When making connections to other servers, I turned on the triple v option (-v -v -v) to see the debug output and I see it hang at this line for approx 60 seconds:
debug2: ssh_connect: needpriv 0
After that timeout, everything else proceeds normally.
Interestingly enough, if I just connect to localhost, that step flies right by, no delay...
Most of the time, ssh, because it's a very paranoid protocol, is slow because the target server does not resolve your IP to hostname. On the other server, place a host file entry with your current ip and hostname, see if it's any faster connecting.
After the updgrade to Leopard I too noticed that ssh was very slow in connecting to servers, taking 1 to 2 minutes. Apparently it has to do with the DNS (because there is no connection delay when specifying IP addresses directly) and some routers that do not handle DNS requests correctly.
I fixed the problem by specifying an alterntive DNS in the network preferences, instead of using the default one (which was indeed my router), and now ssh works fine as before.
10.4 had no problem and as near as I can tell, 10.5 and 10.4 are configured the same for ssh. (config file is the same anyway)
This leads me to believe that this is NOT an ssh issue but rather an issue with how ssh talks to the nameservers. If you specify nameservers for your connection in the network settings dialog, there is no delay. If you allow your dns servers to be automatically assigned via your network's DHCP server, there is a huge problem. All other services seem to work fine, just not ssh.
I see this on two networks. Both are using the dhcp server from a linksys box provided by vonage with their service.
Is there perhaps a bug/change in 10.5's dealing with dhcp?

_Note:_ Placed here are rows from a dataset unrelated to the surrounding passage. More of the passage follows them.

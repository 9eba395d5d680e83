use std::collections::VecDeque;

use crate::lattice::Lattice;

/// Walk the lattice breadth-first from bottom through
/// [`Lattice::successors`], returning at most `limit` distinct values.
///
/// Values come out in order of their distance from bottom, so for finite
/// lattices with a large enough limit the result is the whole lattice.
pub fn enumerate<L: Lattice>(lattice: &L, limit: usize) -> Vec<L::Value> {
    let mut seen: Vec<L::Value> = Vec::new();
    let mut queue = VecDeque::from([lattice.bottom()]);
    while let Some(value) = queue.pop_front() {
        if seen.len() >= limit {
            break;
        }
        if seen.contains(&value) {
            continue;
        }
        for successor in lattice.successors(&value) {
            if !seen.contains(&successor) && !queue.contains(&successor) {
                queue.push_back(successor);
            }
        }
        seen.push(value);
    }
    seen
}

#[cfg(test)]
mod tests {
    use super::*;
    use crate::lattice::tests::{Flat, FlatLattice};

    #[test]
    fn test_enumerate_finite_lattice() {
        let values = enumerate(&FlatLattice, 100);
        assert_eq!(
            values,
            vec![
                Flat::Bottom,
                Flat::Value(0),
                Flat::Value(1),
                Flat::Value(2),
                Flat::Top
            ]
        );
    }

    #[test]
    fn test_enumerate_respects_limit() {
        let values = enumerate(&FlatLattice, 2);
        assert_eq!(values, vec![Flat::Bottom, Flat::Value(0)]);
        assert!(enumerate(&FlatLattice, 0).is_empty());
    }
}
use std::fmt::Debug;

use small_lattice::Lattice;

/// Forces convergence over lattices of unbounded height.
pub trait WideningOperator {
    type Value: Clone + PartialEq + Debug;
    type Rule: Copy + Debug;

    /// Combine the value from the previous visit with the newly computed one.
    /// The result must be above both.
    fn apply(&self, last: &Self::Value, new: &Self::Value) -> (Self::Value, Self::Rule);
}

#[derive(Clone, Copy, Debug, PartialEq, Eq)]
pub enum JoinWideningRule {
    Join,
}

/// Widening that only joins. Sufficient for finite-height lattices.
#[derive(Clone, Debug, Default)]
pub struct JoinWidening<L> {
    lattice: L,
}

impl<L> JoinWidening<L> {
    pub fn new(lattice: L) -> Self {
        Self { lattice }
    }
}

impl<L: Lattice> WideningOperator for JoinWidening<L> {
    type Value = L::Value;
    type Rule = JoinWideningRule;

    fn apply(&self, last: &L::Value, new: &L::Value) -> (L::Value, JoinWideningRule) {
        (self.lattice.join(last, new), JoinWideningRule::Join)
    }
}

/// Strategy for when to apply widening at loop heads.
#[derive(Debug, Clone, Copy, Default, PartialEq, Eq)]
pub enum WideningStrategy {
    /// Only join, never widen. Suitable for finite-height lattices that
    /// guarantee termination without widening.
    Never,
    /// Widen every time a loop head is revisited.
    #[default]
    LoopHeads,
    /// Join for the first `n` revisits of each loop head, then widen.
    Delayed(usize),
}

impl WideningStrategy {
    /// Whether the `revisit`-th revisit (starting at 1) of a loop head widens.
    pub fn widens(&self, revisit: usize) -> bool {
        match self {
            Self::Never => false,
            Self::LoopHeads => true,
            Self::Delayed(n) => revisit > *n,
        }
    }
}

#[cfg(test)]
mod tests {
    use super::*;

    #[test]
    fn test_delayed_strategy_joins_first() {
        let strategy = WideningStrategy::Delayed(2);
        assert!(!strategy.widens(1));
        assert!(!strategy.widens(2));
        assert!(strategy.widens(3));
        assert!(WideningStrategy::LoopHeads.widens(1));
        assert!(!WideningStrategy::Never.widens(100));
    }
}
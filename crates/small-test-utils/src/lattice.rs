//! Assertion helpers for verifying lattice algebraic laws.
//!
//! These check properties over a given set of sample elements and collect all
//! violations into a single report, so you can see every failing law at once
//! rather than fixing them one at a time.
//!
//! # Example
//!
//! ```ignore
//! use small_test_utils::lattice::assert_lattice_laws;
//!
//! // Bottom and top are tested automatically.
//! assert_lattice_laws(&ZeroLattice, &[ZeroValue::Z, ZeroValue::NZ]);
//! ```

use small_lattice::Lattice;
use std::fmt::Write;

/// Collect violations into a `Vec<String>`, then panic with a combined report
/// if any were found.
fn report(violations: Vec<String>) {
    if violations.is_empty() {
        return;
    }
    let mut msg = format!("{} lattice law violation(s):\n", violations.len());
    for (i, v) in violations.iter().enumerate() {
        let _ = writeln!(msg, "  {}. {}", i + 1, v);
    }
    panic!("{msg}");
}

/// Check that `join` is commutative, associative, and idempotent over the
/// given elements.
pub fn assert_join_laws<L: Lattice>(lattice: &L, elements: &[L::Value]) {
    let mut violations = Vec::new();
    check_join_laws(lattice, elements, &mut violations);
    report(violations);
}

/// Check that `meet` is commutative, associative, and idempotent over the
/// given elements.
pub fn assert_meet_laws<L: Lattice>(lattice: &L, elements: &[L::Value]) {
    let mut violations = Vec::new();
    check_meet_laws(lattice, elements, &mut violations);
    report(violations);
}

/// Check the absorption laws over the given elements.
///
/// For every pair `(a, b)` drawn from `elements`, this verifies:
/// - `join(a, meet(a, b)) == a`
/// - `meet(a, join(a, b)) == a`
pub fn assert_absorption<L: Lattice>(lattice: &L, elements: &[L::Value]) {
    let mut violations = Vec::new();
    check_absorption(lattice, elements, &mut violations);
    report(violations);
}

/// Check that `is_subseteq` is consistent with `join` and `meet`.
pub fn assert_ordering_consistent<L: Lattice>(lattice: &L, elements: &[L::Value]) {
    let mut violations = Vec::new();
    check_ordering_consistent(lattice, elements, &mut violations);
    report(violations);
}

/// Check that `bottom()` and `top()` are the identities of `join` and `meet`
/// and sit below and above every element.
pub fn assert_bounds<L: Lattice>(lattice: &L, elements: &[L::Value]) {
    let mut violations = Vec::new();
    check_bounds(lattice, elements, &mut violations);
    report(violations);
}

/// Check that `is_descendant` and `is_ancestor` are strict and mirror each
/// other.
pub fn assert_irreflexive<L: Lattice>(lattice: &L, elements: &[L::Value]) {
    let mut violations = Vec::new();
    check_irreflexive(lattice, elements, &mut violations);
    report(violations);
}

/// Check that `successors` and `predecessors` only step to strictly larger
/// and smaller elements and are inverse to each other.
pub fn assert_covers_consistent<L: Lattice>(lattice: &L, elements: &[L::Value]) {
    let mut violations = Vec::new();
    check_covers(lattice, elements, &mut violations);
    report(violations);
}

/// Check all lattice laws over the given elements plus `bottom()` and
/// `top()`. All violations are collected and reported together.
///
/// This is the main entry point for testing a [`Lattice`] implementation.
pub fn assert_lattice_laws<L: Lattice>(lattice: &L, elements: &[L::Value]) {
    let mut all = elements.to_vec();
    for bound in [lattice.bottom(), lattice.top()] {
        if !all.contains(&bound) {
            all.push(bound);
        }
    }

    let mut violations = Vec::new();
    check_join_laws(lattice, &all, &mut violations);
    check_meet_laws(lattice, &all, &mut violations);
    check_absorption(lattice, &all, &mut violations);
    check_ordering_consistent(lattice, &all, &mut violations);
    check_bounds(lattice, &all, &mut violations);
    check_irreflexive(lattice, &all, &mut violations);
    check_covers(lattice, &all, &mut violations);
    report(violations);
}

// ---- internal helpers that push violations instead of panicking ----

fn check_join_laws<L: Lattice>(l: &L, elements: &[L::Value], v: &mut Vec<String>) {
    for a in elements {
        if l.join(a, a) != *a {
            v.push(format!("join not idempotent: join({a:?}, {a:?}) != {a:?}"));
        }
        for b in elements {
            if l.join(a, b) != l.join(b, a) {
                v.push(format!(
                    "join not commutative: join({a:?}, {b:?}) != join({b:?}, {a:?})"
                ));
            }
            for c in elements {
                if l.join(&l.join(a, b), c) != l.join(a, &l.join(b, c)) {
                    v.push(format!(
                        "join not associative: join(join({a:?}, {b:?}), {c:?}) != join({a:?}, join({b:?}, {c:?}))"
                    ));
                }
            }
        }
    }
}

fn check_meet_laws<L: Lattice>(l: &L, elements: &[L::Value], v: &mut Vec<String>) {
    for a in elements {
        if l.meet(a, a) != *a {
            v.push(format!("meet not idempotent: meet({a:?}, {a:?}) != {a:?}"));
        }
        for b in elements {
            if l.meet(a, b) != l.meet(b, a) {
                v.push(format!(
                    "meet not commutative: meet({a:?}, {b:?}) != meet({b:?}, {a:?})"
                ));
            }
            for c in elements {
                if l.meet(&l.meet(a, b), c) != l.meet(a, &l.meet(b, c)) {
                    v.push(format!(
                        "meet not associative: meet(meet({a:?}, {b:?}), {c:?}) != meet({a:?}, meet({b:?}, {c:?}))"
                    ));
                }
            }
        }
    }
}

fn check_absorption<L: Lattice>(l: &L, elements: &[L::Value], v: &mut Vec<String>) {
    for a in elements {
        for b in elements {
            if l.join(a, &l.meet(a, b)) != *a {
                v.push(format!(
                    "absorption violated: join({a:?}, meet({a:?}, {b:?})) != {a:?}"
                ));
            }
            if l.meet(a, &l.join(a, b)) != *a {
                v.push(format!(
                    "absorption violated: meet({a:?}, join({a:?}, {b:?})) != {a:?}"
                ));
            }
        }
    }
}

fn check_ordering_consistent<L: Lattice>(l: &L, elements: &[L::Value], v: &mut Vec<String>) {
    for a in elements {
        for b in elements {
            let sub = l.is_subseteq(a, b);
            let join_agrees = l.join(a, b) == *b;
            let meet_agrees = l.meet(a, b) == *a;
            if sub != join_agrees {
                v.push(format!(
                    "ordering inconsistent with join: is_subseteq({a:?}, {b:?}) = {sub}, \
                     but join({a:?}, {b:?}) == {b:?} is {join_agrees}"
                ));
            }
            if sub != meet_agrees {
                v.push(format!(
                    "ordering inconsistent with meet: is_subseteq({a:?}, {b:?}) = {sub}, \
                     but meet({a:?}, {b:?}) == {a:?} is {meet_agrees}"
                ));
            }
        }
    }
}

fn check_bounds<L: Lattice>(l: &L, elements: &[L::Value], v: &mut Vec<String>) {
    let bot = l.bottom();
    let top = l.top();
    for x in elements {
        if !l.is_subseteq(&bot, x) {
            v.push(format!("bottom not below element: {x:?}"));
        }
        if l.join(&bot, x) != *x {
            v.push(format!("bottom identity violated: join(bottom, {x:?}) != {x:?}"));
        }
        if l.meet(&bot, x) != bot {
            v.push(format!("bottom annihilation violated: meet(bottom, {x:?}) != bottom"));
        }
        if !l.is_subseteq(x, &top) {
            v.push(format!("element not below top: {x:?}"));
        }
        if l.join(&top, x) != top {
            v.push(format!("top annihilation violated: join(top, {x:?}) != top"));
        }
        if l.meet(&top, x) != *x {
            v.push(format!("top identity violated: meet(top, {x:?}) != {x:?}"));
        }
    }
}

fn check_irreflexive<L: Lattice>(l: &L, elements: &[L::Value], v: &mut Vec<String>) {
    for a in elements {
        if l.is_descendant(a, a) {
            v.push(format!("is_descendant not strict: {a:?} below itself"));
        }
        if l.is_ancestor(a, a) {
            v.push(format!("is_ancestor not strict: {a:?} above itself"));
        }
        for b in elements {
            if l.is_descendant(a, b) != l.is_ancestor(b, a) {
                v.push(format!(
                    "is_descendant({a:?}, {b:?}) disagrees with is_ancestor({b:?}, {a:?})"
                ));
            }
            if l.is_descendant(a, b) && l.is_descendant(b, a) {
                v.push(format!("order not antisymmetric: {a:?} and {b:?}"));
            }
        }
    }
}

fn check_covers<L: Lattice>(l: &L, elements: &[L::Value], v: &mut Vec<String>) {
    for a in elements {
        for up in l.successors(a) {
            if !l.is_descendant(a, &up) {
                v.push(format!("successor {up:?} of {a:?} is not above it"));
            }
            if !l.predecessors(&up).contains(a) {
                v.push(format!("{a:?} missing from predecessors of its successor {up:?}"));
            }
        }
        for down in l.predecessors(a) {
            if !l.is_descendant(&down, a) {
                v.push(format!("predecessor {down:?} of {a:?} is not below it"));
            }
        }
    }
}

Not sure about the DNS servers within the DHCP scope, I'm using pfsense at home on a laptop as a firewall for Surewest Fiber and I've never had a problem. I use dnsmasq as a dns cache and dhcp server as it automatically captures IP address assignments and creates the A and PTR records. I have all my dhcp mac clients using it as the first DNS server in the search order and the Surewest secondary as their secondary DNS server. I have had zero issues either using keyboard interactive and keys to log in to remote servers. I wonder if there is a way to get diagnostics turned on with more verbosity on your client and the target?
Now here's the interesting part:
The two nameservers that I am adding to /etc/resolve.conf are the VERY SAME nameservers that my router at 192.168.15.1 is set to use and assign for all dhcp clients. This suggests to me that there is a bug in how ssh handles dns lookups since the first /etc/resolve.conf should work (and does work fine in 10.4)
Since my last post I've been trying hard to find (again) the page where I got the DNS workaround, unfortunately without success.
According to what I remember, the problem lies in the router claiming to be a DNS, but not handling AAAA records correctly (whatever AAAA records are, I have no idea). Some software (and OSs) can deal with such DNS misbehavior without trouble, but others just hang for minutes.
BTW, the workaround I found was related to upgrading from 10.3 to 10.4, so, apparently, Tiger also suffered from this at some point. Funnily, last year I stumbled into the very same problem with a Linux distribution, and the workaround was exactly the same.
Turn off IPv6 stuff in the control panel.... Yup fast connections now.
It seems to be automatic support of IPv6 that is causing ssh to stumble over dns. It only happens on some networks. Can anyone figure out what the common denominator is?
Ok. I think I go it now. Can someone else test and confirm this.
It seems that ipv6 is working fine. The trouble comes with some linksys routers and their "DNS Proxy" feature. When that feature is on, 10.5 chokes on ssh connections. Turn it off (thus forcing dhcp to populate your /etc/resolve.conf with that network's nameservers rathen than the IP of the linksys device) and your are off and running.
Having just installed and run into the same problem with ssh I asked around and one guy said this...
"Assuming you are referring to problems when ssh-ing from a Leopard box
to other systems, then the problem is probably the new behavior of the
getaddrinfo() call in Leopard. Basically, that call in Leopard now uses
the RFC-recommended practice of first issuing a DNS SRV record request
rather than an A record request, and then falling back to the A record
request if the SRV request fails; unfortunately, apparently a lot of DNS
servers don't respond to the SRV request w/ an NXDOMAIN as they should,
and instead just drop the request, so getaddrinfo() retries the SRV
request a few times, and only after those requests time out does it try
to A request. So if ssh is using getaddrinfo() rather than
gethostbyname/getservbyname, then you it would hang like you describe
whenever you are pointing to a DNS server that doesn't respond well to
the SRV request. (There are also reports that Leopard may generate DNS
requests w/ an invalid RR type, which might explain why the servers
being queried aren't responding to them correctly.)
The easiest way to check if that's your problem would be to sniff
traffic on port 53 while trying an ssh connection, and seeing if your
box is making a SRV request or an A request. (If that is in fact your
problem, you may be SOL until a patch is released, as Googling, I don't
see any solutions other than hacking individual apps to use
gethostbyname() instead of getaddrinfo().)"
I did monitor port 53 and it is making SRV requests.